Now, if $$$1 \leq q \leq 10^{5}$$$, we won't be answering queries straight away. We'll call $$$T[i]$$$, $$$1 \leq i \leq n$$$, the minimum $$$l$$$ such that all point can be covered with no more than $$$i$$$ segment of length $$$l$$$. To get the answer for each $$$T[i]$$$, we can simply binary search to find the answer, then we can answer each query in $$$O(\log n)$$$ using the array $$$T$$$.

The complexity of this algorithm is $$$O(n * (\log n)^{2} * \log (max (D)) + q * \log n)$$$, because for each $$$i$$$, it takes $$$O(i * \log n * \log (max (D)))$$$ to find $$$T[i]$$$, therefore the total number of operation is $$$ (1 + 2 + 3 + ... + n) * \log n * \log (max (D))$$$ = $$$n * (\log n)^{2} * \log (max (D))$$$. To answer the query, you just have to binary search on $$$T$$$, so the complexity is $$$q * \log n$$$

Note that it is important that you set the lower bound of the binary search for each $$$1 \leq i < n$$$ to be $$$T[i + 1]$$$, as the solution depends on the fact that the complexity to check a given $$$l$$$ is $$$O(ans * \log n)$$$, and we don't want $$$ans$$$ to wander above $$$i$$$.

The complexity is really big, but I think that you can apply some heuristic tricks to make the $$$\log$$$ constant much smaller to barely fits through the constraints.
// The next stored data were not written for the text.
//! Per-file signing with retries
//!
//! Each file moves through [`SignState`]: up to `max_attempts` attempts,
//! each preceded by a delay equal to its zero-based index in seconds. The
//! first successful attempt ends in `Signed`; running out of attempts ends
//! in `Exhausted`, which aborts the whole run.

use std::path::Path;
use std::sync::Arc;
use std::time::Duration;

use batchsign_core::inputs::{self, InputResolver};
use batchsign_core::Config;
use tracing::{debug, info, instrument, warn};

use crate::command::{CommandRunner, ShellCommand};
use crate::enumerate::CandidateFile;
use crate::error::{Result, SigningError};
use crate::locator::SigningTool;

/// Retry state of one file
#[derive(Debug, Clone, Copy, PartialEq, Eq)]
pub enum SignState {
    /// About to run the attempt with this zero-based index
    Attempting(u32),
    /// An attempt succeeded
    Signed,
    /// Every attempt failed or was skipped
    Exhausted,
}

impl SignState {
    /// Whether no further attempts will be made
    pub fn is_terminal(&self) -> bool {
        !matches!(self, Self::Attempting(_))
    }
}

/// Attempt limit and linear backoff
#[derive(Debug, Clone, Copy, PartialEq, Eq)]
pub struct RetryPolicy {
    max_attempts: u32,
}

impl RetryPolicy {
    /// Allow `max_attempts` attempts per file
    pub fn new(max_attempts: u32) -> Self {
        Self { max_attempts }
    }

    /// Attempts allowed per file
    pub fn max_attempts(&self) -> u32 {
        self.max_attempts
    }

    /// Initial state for a file
    pub fn start(&self) -> SignState {
        if self.max_attempts == 0 {
            SignState::Exhausted
        } else {
            SignState::Attempting(0)
        }
    }

    /// Delay before the attempt with index `attempt`
    pub fn backoff(&self, attempt: u32) -> Duration {
        Duration::from_secs(u64::from(attempt))
    }

    /// State after an attempt finished
    pub fn advance(&self, state: SignState, signed: bool) -> SignState {
        match state {
            SignState::Attempting(_) if signed => SignState::Signed,
            SignState::Attempting(attempt) if attempt + 1 < self.max_attempts => {
                SignState::Attempting(attempt + 1)
            }
            SignState::Attempting(_) => SignState::Exhausted,
            terminal => terminal,
        }
    }
}

impl Default for RetryPolicy {
    fn default() -> Self {
        Self::new(batchsign_core::config::DEFAULT_MAX_ATTEMPTS)
    }
}

/// Certificate selection and signature metadata for the sign command
#[derive(Debug, Clone, Default, PartialEq, Eq)]
pub struct SigningIdentity {
    /// SHA-1 thumbprint of the certificate
    pub sha1_thumbprint: Option<String>,
    /// Certificate subject name
    pub common_name: Option<String>,
    /// Description embedded in the signature
    pub description: Option<String>,
    /// RFC 3161 timestamp authority
    pub timestamp_url: String,
}

impl SigningIdentity {
    /// Read the identity inputs, falling back to `default_timestamp_url`
    pub fn from_inputs(inputs: &dyn InputResolver, default_timestamp_url: &str) -> Self {
        let non_empty = |key: &str| Some(inputs.input(key)).filter(|v| !v.is_empty());

        Self {
            sha1_thumbprint: non_empty(inputs::CERTIFICATE_SHA1),
            common_name: non_empty(inputs::CERTIFICATE_NAME),
            description: non_empty(inputs::DESCRIPTION),
            timestamp_url: non_empty(inputs::TIMESTAMP_URL)
                .unwrap_or_else(|| default_timestamp_url.to_string()),
        }
    }

    /// Whether a thumbprint or subject name selects the certificate
    pub fn has_certificate_selector(&self) -> bool {
        self.sha1_thumbprint.is_some() || self.common_name.is_some()
    }

    /// Build the sign command for `file`
    pub fn sign_command(&self, tool: &SigningTool, file: &Path) -> ShellCommand {
        let mut line = format!(
            "\"{}\" sign /sm /tr {} /td SHA256 /fd SHA256",
            tool, self.timestamp_url
        );
        if let Some(sha1) = &self.sha1_thumbprint {
            line.push_str(&format!(" /sha1 \"{}\"", sha1));
        }
        if let Some(name) = &self.common_name {
            line.push_str(&format!(" /n \"{}\"", name));
        }
        if let Some(description) = &self.description {
            line.push_str(&format!(" /d \"{}\"", description));
        }
        line.push_str(&format!(" \"{}\"", file.display()));
        ShellCommand::new(line)
    }
}

/// Signs files one at a time with the discovered tool
pub struct SignOrchestrator {
    runner: Arc<dyn CommandRunner>,
    tool: SigningTool,
    identity: SigningIdentity,
    policy: RetryPolicy,
}

impl SignOrchestrator {
    /// Create an orchestrator
    pub fn new(
        runner: Arc<dyn CommandRunner>,
        tool: SigningTool,
        identity: SigningIdentity,
        policy: RetryPolicy,
    ) -> Self {
        Self {
            runner,
            tool,
            identity,
            policy,
        }
    }

    /// Create an orchestrator reading the identity from `inputs`
    pub fn from_config(
        config: &Config,
        inputs: &dyn InputResolver,
        runner: Arc<dyn CommandRunner>,
        tool: SigningTool,
    ) -> Self {
        Self::new(
            runner,
            tool,
            SigningIdentity::from_inputs(inputs, &config.signing.default_timestamp_url),
            RetryPolicy::new(config.signing.max_attempts),
        )
    }

    /// Sign every file in order, stopping at the first file that cannot be
    /// signed. Returns the number of files signed.
    pub async fn sign_all<I>(&self, files: I) -> Result<usize>
    where
        I: IntoIterator<Item = Result<CandidateFile>>,
    {
        let mut signed = 0;
        for file in files {
            self.try_sign(&file?).await?;
            signed += 1;
        }
        Ok(signed)
    }

    /// Drive one file to `Signed`, or fail once attempts are exhausted
    #[instrument(skip_all, fields(file = %file))]
    pub async fn try_sign(&self, file: &CandidateFile) -> Result<()> {
        info!("Signing {}.", file);
        debug!(max_attempts = self.policy.max_attempts(), "starting sign attempts");

        let mut state = self.policy.start();
        while let SignState::Attempting(attempt) = state {
            let delay = self.policy.backoff(attempt);
            if !delay.is_zero() {
                info!("Waiting for {} seconds.", delay.as_secs());
                tokio::time::sleep(delay).await;
            }

            let signed = file.is_signable() && self.sign_once(file.path()).await;
            state = self.policy.advance(state, signed);
        }

        match state {
            SignState::Signed => Ok(()),
            _ => Err(SigningError::RetriesExhausted {
                path: file.path().to_path_buf(),
            }),
        }
    }

    async fn sign_once(&self, path: &Path) -> bool {
        if !self.identity.has_certificate_selector() {
            warn!("You need to include a NAME or a SHA1 Hash for the certificate to sign with.");
        }

        let command = self.identity.sign_command(&self.tool, path);
        info!("Signing command: {}", command);

        match self.runner.run(&command).await {
            Ok(output) => {
                info!("{}", output.stdout.trim_end());
                true
            }
            Err(failure) => {
                failure.log();
                false
            }
        }
    }
}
Edit: sorry, had a brainfart, my solution was wrong

Here's an algorithm with $$$O(n\sqrt{q}\log n)$$$ running time, which is unlikely to pass but is at least faster than brute force.

We process the queries in increasing length order. Say the current length is $$$\ell$$$. Maintain a dynamic forest, where the parent of a point $$$p$$$ is its successor when executing the greedy algorithm (i.e., the first point after $$$p$$$ that has distance $$$>\ell$$$). Using this dynamic forest, we can simulate each step of greedy in $$$O(\log n)$$$ time.

The issue is this dynamic forest will change a lot. To handle this issue, we only update the parent of a node $$$p$$$ if there are only $$$\leq b$$$ points between $$$p$$$ and its parent, where $$$b$$$ be a parameter to be set later. Otherwise we say $$$p$$$ is "corrupted" and do not explicitly maintain its parent. In this way, the parent of a node will only change $$$O(b)$$$ times. This part overall takes $$$O(nb\log n)$$$ time.

On the other hand, there's a greedy algorithm that runs in $$$O(\mathrm{ans}\log n)$$$ time (repeatedly find the successor). Similar to this idea, we repeatedly find the next corrupted node $$$q$$$ that the greedy algorithm will encounter, which takes $$$O(\log n)$$$ time using dynamic forest, and then find the parent of $$$q$$$ by 1D successor search in $$$O(\log n)$$$ time. There will be only $$$O(\frac{n}{b})$$$ corrupted node in the optimal solution, so each query takes $$$O(\frac{n}{b}\log n)$$$ time. Balancing the terms, set $$$b=\sqrt{q}$$$, the total running time is $$$O(n\sqrt{q}\log n)$$$.